We risk living in unhealthy and unsustainable misbalance and disequilibrium with the greater cosmos. We risk allowing fear to win out over love.
As H. L. Mencken said, “The one permanent emotion of the inferior man is fear – fear of the unknown, the complex, the inexplicable. What he wants above everything else is safety.”
Eventually, in order to honestly and authentically answer Mary Oliver’s question, we must reach the point where we’re able to challenge our own comfort and security, to push the envelope for the sake of growth even at the risk of painful papercuts.
Torn between life and entropy:
“Don’t be fooled by the calendar. There are only as many days in the year as you make use of.” ~ Charles Richards
At the end of the day, it’s all for naught if we cannot seize it. Carpe diem must be our battle cry against entropy, our raging “against the dying of the light.”
We have from this moment forward to live the life we really want to live, to become the creators of a life well-lived. Will it be fear, fear, fear; or love, love, love? Will it be tremble, tremble, tremble; or laugh, laugh, laugh?
Will we live soulful, adventurous, courage-based lives where we risk safety and security for growth and spiritual flourishing; or will we live egocentric, timid, fear-based lives just going through the motions of living a life half-lived?
It comes down to this: You are going to die! That should be the loudest wakeup call of all time. But what you do with that wakeup call determines the health, vitality, and flourishing (or lack thereof) of your life. Will you continue to hit the snooze button the rest of your life? Or will you wake up and seize the day?

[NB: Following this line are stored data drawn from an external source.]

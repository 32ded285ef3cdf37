//! Application state: single-owner, main-thread only.
//!
//! All dashboard state lives here. The worker thread communicates via
//! channels; results come back tagged with the sequence number of the run
//! that produced them, and only the latest dispatched run may update the
//! display.

use std::collections::VecDeque;
use std::path::PathBuf;
use std::sync::mpsc::{Receiver, Sender};

use chrono::NaiveDateTime;

use tradeboard_core::ledger::{export_ledger_csv, ledger_rows, LedgerRow};
use tradeboard_core::pipeline::Action;
use tradeboard_core::request::{build_run_request, BackendMode, FormState};
use tradeboard_core::{BacktestResult, ErrorCategory, Locale, RunError, UserInputError};

use crate::chart_slot::ChartSlot;
use crate::worker::{WorkerCommand, WorkerResponse};

/// Most errors kept in the history overlay.
pub const MAX_ERROR_HISTORY: usize = 50;

/// Month choices offered by the form. Zero means "use an uploaded CSV".
pub const MONTH_CHOICES: [u32; 7] = [0, 1, 2, 3, 6, 9, 12];

/// Editable form rows. Which ones are shown depends on the backend mode.
#[derive(Debug, Clone, Copy, PartialEq, Eq)]
pub enum FormField {
    Mode,
    Symbol,
    Months,
    Interval,
    InitialBalance,
    KNeighbors,
    Lookback,
    StopAtrMult,
    RiskPct,
}

impl FormField {
    pub fn label(self) -> &'static str {
        match self {
            FormField::Mode => "Backend",
            FormField::Symbol => "Symbol",
            FormField::Months => "Months",
            FormField::Interval => "Interval",
            FormField::InitialBalance => "Balance",
            FormField::KNeighbors => "K",
            FormField::Lookback => "Lookback",
            FormField::StopAtrMult => "Stop ATR",
            FormField::RiskPct => "Risk %",
        }
    }

    /// Fields visible for a backend mode, in display order.
    pub fn for_mode(mode: BackendMode) -> &'static [FormField] {
        match mode {
            BackendMode::Symbol => &[
                FormField::Mode,
                FormField::Symbol,
                FormField::Months,
                FormField::Interval,
                FormField::InitialBalance,
            ],
            BackendMode::Params => &[
                FormField::Mode,
                FormField::InitialBalance,
                FormField::KNeighbors,
                FormField::Lookback,
                FormField::StopAtrMult,
                FormField::RiskPct,
            ],
        }
    }
}

/// Status message severity.
#[derive(Debug, Clone, Copy, PartialEq, Eq)]
pub enum StatusLevel {
    Info,
    Busy,
    Warning,
    Error,
}

/// An error record for the error history overlay.
#[derive(Debug, Clone)]
pub struct ErrorRecord {
    pub timestamp: NaiveDateTime,
    pub category: ErrorCategory,
    pub message: String,
    pub context: String,
}

/// Which overlay (if any) is shown on top.
#[derive(Debug, Clone, PartialEq, Eq)]
pub enum Overlay {
    None,
    /// Blocking message; any key dismisses it.
    Prompt(String),
    ErrorHistory,
    /// Path entry for the CSV file to upload.
    FileInput,
    Help,
}

/// Top-level application state.
pub struct AppState {
    pub running: bool,
    pub locale: Locale,

    // Form
    pub form: FormState,
    pub field_cursor: usize,
    pub upload_path: Option<PathBuf>,
    pub symbols: Vec<String>,

    // Results
    pub result: Option<BacktestResult>,
    pub summary: Option<String>,
    pub ledger: Vec<LedgerRow>,
    pub ledger_scroll: usize,
    pub chart: ChartSlot,

    // Worker communication
    pub worker_tx: Sender<WorkerCommand>,
    pub worker_rx: Receiver<WorkerResponse>,
    latest_seq: u64,
    in_flight: bool,

    // Cross-cutting
    pub status_message: Option<(String, StatusLevel)>,
    pub error_history: VecDeque<ErrorRecord>,
    pub error_scroll: usize,
    pub overlay: Overlay,
    pub path_input: String,

    /// Where `x` writes the ledger CSV.
    pub export_dir: PathBuf,
}

impl AppState {
    pub fn new(
        worker_tx: Sender<WorkerCommand>,
        worker_rx: Receiver<WorkerResponse>,
        form: FormState,
        locale: Locale,
        export_dir: PathBuf,
    ) -> Self {
        let symbols = vec![form.symbol.clone()];
        Self {
            running: true,
            locale,
            form,
            field_cursor: 0,
            upload_path: None,
            symbols,
            result: None,
            summary: None,
            ledger: Vec::new(),
            ledger_scroll: 0,
            chart: ChartSlot::new(),
            worker_tx,
            worker_rx,
            latest_seq: 0,
            in_flight: false,
            status_message: Some((locale.ready().to_string(), StatusLevel::Info)),
            error_history: VecDeque::with_capacity(MAX_ERROR_HISTORY),
            error_scroll: 0,
            overlay: Overlay::None,
            path_input: String::new(),
            export_dir,
        }
    }

    // ── Form ─────────────────────────────────────────────────────────

    pub fn visible_fields(&self) -> &'static [FormField] {
        FormField::for_mode(self.form.mode)
    }

    pub fn current_field(&self) -> FormField {
        let fields = self.visible_fields();
        fields[self.field_cursor.min(fields.len() - 1)]
    }

    pub fn next_field(&mut self) {
        let n = self.visible_fields().len();
        self.field_cursor = (self.field_cursor + 1) % n;
    }

    pub fn prev_field(&mut self) {
        let n = self.visible_fields().len();
        self.field_cursor = (self.field_cursor + n - 1) % n;
    }

    pub fn toggle_mode(&mut self) {
        self.form.mode = self.form.mode.toggled();
        self.field_cursor = 0;
        tracing::debug!(mode = self.form.mode.label(), "backend mode toggled");
    }

    /// Step the field under the cursor up (`+1`) or down (`-1`).
    pub fn adjust_field(&mut self, dir: i32) {
        let up = dir > 0;
        let field = self.current_field();
        if field == FormField::Mode {
            self.toggle_mode();
            return;
        }
        let form = &mut self.form;
        match field {
            FormField::Mode => {}
            FormField::Symbol => form.symbol = cycle(&self.symbols, &form.symbol, up),
            FormField::Months => form.months = cycle(&MONTH_CHOICES, &form.months, up),
            FormField::Interval => {
                form.interval = if up {
                    form.interval.next()
                } else {
                    form.interval.prev()
                };
            }
            FormField::InitialBalance => {
                let balance = match form.mode {
                    BackendMode::Symbol => &mut form.initial_balance,
                    BackendMode::Params => &mut form.params.initial_balance,
                };
                *balance = step_f64(*balance, 1.0, 1.0, up);
            }
            FormField::KNeighbors => {
                form.params.k_neighbors = step_u32(form.params.k_neighbors, 1, up);
            }
            FormField::Lookback => form.params.lookback = step_u32(form.params.lookback, 10, up),
            FormField::StopAtrMult => {
                form.params.stop_atr_mult = step_f64(form.params.stop_atr_mult, 0.1, 0.1, up);
            }
            FormField::RiskPct => {
                form.params.risk_pct = step_f64(form.params.risk_pct, 0.5, 0.5, up).min(100.0);
            }
        }
    }

    // ── Runs ─────────────────────────────────────────────────────────

    pub fn is_running(&self) -> bool {
        self.in_flight
    }

    pub fn latest_seq(&self) -> u64 {
        self.latest_seq
    }

    /// Start a run or an upload.
    ///
    /// Input problems that need no file I/O are caught here and never reach
    /// the worker. Returns the sequence number of the dispatched run.
    pub fn dispatch(&mut self, action: Action) -> Option<u64> {
        if let Err(e) = self.precheck(action) {
            self.raise_prompt(&e);
            return None;
        }

        self.latest_seq += 1;
        let seq = self.latest_seq;
        let cmd = WorkerCommand::Run {
            seq,
            action,
            form: self.form.clone(),
            upload_path: self.upload_path.clone(),
        };
        if self.worker_tx.send(cmd).is_err() {
            self.push_error(
                ErrorCategory::Network,
                "worker thread is not running".into(),
                format!("{action:?}"),
            );
            return None;
        }
        self.in_flight = true;
        self.set_busy(self.locale.running());
        tracing::info!(seq, ?action, mode = self.form.mode.label(), "run dispatched");
        Some(seq)
    }

    fn precheck(&self, action: Action) -> Result<(), UserInputError> {
        match action {
            Action::Upload if self.upload_path.is_none() => Err(UserInputError::NoFileChosen),
            Action::Upload => Ok(()),
            // With no file attached this only validates the form.
            Action::Run => build_run_request(&self.form, None).map(drop),
        }
    }

    /// Apply a worker response. Returns `false` when it was stale and ignored.
    pub fn handle_response(&mut self, resp: WorkerResponse) -> bool {
        match resp {
            WorkerResponse::SymbolsLoaded(symbols) => {
                self.symbols_loaded(symbols);
                true
            }
            WorkerResponse::RunFinished {
                seq,
                action,
                outcome,
            } => self.apply_outcome(seq, action, outcome.map(|b| *b)),
        }
    }

    pub fn apply_outcome(
        &mut self,
        seq: u64,
        action: Action,
        outcome: Result<BacktestResult, RunError>,
    ) -> bool {
        if seq != self.latest_seq {
            tracing::debug!(seq, latest = self.latest_seq, "discarding stale result");
            return false;
        }
        self.in_flight = false;

        match outcome {
            Ok(result) => self.show_result(action, result),
            Err(RunError::Input(e)) => self.raise_prompt(&e),
            Err(e) => {
                let status = self.locale.error_status(&e);
                self.push_error(e.category(), status, format!("{action:?}"));
            }
        }
        true
    }

    fn show_result(&mut self, action: Action, result: BacktestResult) {
        let summary = self.locale.summary_line(&result.stats);
        self.ledger = ledger_rows(&result.trades);
        self.ledger_scroll = 0;
        self.chart.render(&result);
        self.summary = Some(format!(
            "{}  {}",
            summary,
            self.locale.balance_line(&result.stats)
        ));
        self.result = Some(result);

        match action {
            Action::Run => self.set_status(summary),
            Action::Upload => {
                self.set_status(self.locale.upload_done());
                self.overlay = Overlay::Prompt(self.locale.upload_done().to_string());
            }
        }
    }

    /// Block on a prompt; the status line shows the same text.
    pub fn raise_prompt(&mut self, err: &UserInputError) {
        let text = self.locale.prompt_text(err);
        tracing::info!(error = %err, "input prompt");
        self.overlay = Overlay::Prompt(text.clone());
        self.status_message = Some((text, StatusLevel::Warning));
    }

    pub fn symbols_loaded(&mut self, symbols: Vec<String>) {
        if symbols.is_empty() {
            return;
        }
        if !symbols.contains(&self.form.symbol) {
            self.form.symbol = symbols[0].clone();
        }
        tracing::info!(count = symbols.len(), "symbols loaded");
        self.symbols = symbols;
    }

    pub fn choose_file(&mut self, path: PathBuf) {
        self.set_status(format!("CSV: {}", path.display()));
        self.upload_path = Some(path);
    }

    /// Write every trade of the current result to `trades.csv`.
    pub fn export_ledger(&mut self) {
        let Some(result) = &self.result else {
            self.set_warning("nothing to export");
            return;
        };
        let path = self.export_dir.join("trades.csv");
        match export_ledger_csv(&result.trades)
            .and_then(|csv| std::fs::write(&path, csv).map_err(Into::into))
        {
            Ok(()) => self.set_status(format!("exported {}", path.display())),
            Err(e) => self.push_error(
                ErrorCategory::Input,
                format!("export failed: {e}"),
                path.display().to_string(),
            ),
        }
    }

    pub fn scroll_ledger(&mut self, delta: isize) {
        let max = self.ledger.len().saturating_sub(1);
        self.ledger_scroll = self.ledger_scroll.saturating_add_signed(delta).min(max);
    }

    // ── Status ───────────────────────────────────────────────────────

    /// Push an error to the history, capping at [`MAX_ERROR_HISTORY`].
    pub fn push_error(&mut self, category: ErrorCategory, message: String, context: String) {
        tracing::warn!(category = category.label(), %message, "dashboard error");
        let record = ErrorRecord {
            timestamp: chrono::Local::now().naive_local(),
            category,
            message: message.clone(),
            context,
        };
        self.error_history.push_front(record);
        if self.error_history.len() > MAX_ERROR_HISTORY {
            self.error_history.pop_back();
        }
        self.status_message = Some((message, StatusLevel::Error));
    }

    pub fn set_status(&mut self, msg: impl Into<String>) {
        self.status_message = Some((msg.into(), StatusLevel::Info));
    }

    pub fn set_busy(&mut self, msg: impl Into<String>) {
        self.status_message = Some((msg.into(), StatusLevel::Busy));
    }

    pub fn set_warning(&mut self, msg: impl Into<String>) {
        self.status_message = Some((msg.into(), StatusLevel::Warning));
    }
}

fn cycle<T: Clone + PartialEq>(choices: &[T], current: &T, forward: bool) -> T {
    if choices.is_empty() {
        return current.clone();
    }
    let n = choices.len();
    let next = match choices.iter().position(|c| c == current) {
        Some(i) if forward => (i + 1) % n,
        Some(i) => (i + n - 1) % n,
        None => 0,
    };
    choices[next].clone()
}

fn step_f64(value: f64, step: f64, min: f64, up: bool) -> f64 {
    let next = if up { value + step } else { value - step };
    // Keep one decimal so repeated steps do not accumulate float noise.
    ((next * 10.0).round() / 10.0).max(min)
}

fn step_u32(value: u32, step: u32, up: bool) -> u32 {
    if up {
        value.saturating_add(step)
    } else {
        value.saturating_sub(step).max(1)
    }
}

“Do not go quietly into that good night.” Take neither life nor death lying down. Seize your one wild and precious life and make beauty out of it. Live life to the fullest. Test your limits. Face your demons. Stretch your comfort zone.
If you seek true comfort, seek the silence in solitude and meditation. Make art and love, especially in artless and hateful times. Dance in forbidden streets. Become unique medicine. Sing your songs of Truth and write enchanted stories.
Laugh in the face of those who try to reign you in. It’s when you stop dancing, singing, laughing and being enchanted by music and stories that entropy wins. F*ck entropy! We have life with which to turn the tables on the inherent meaninglessness of all things, and to declare Meaning despite. “Tell me, what is it you plan to do with your one wild and precious life?”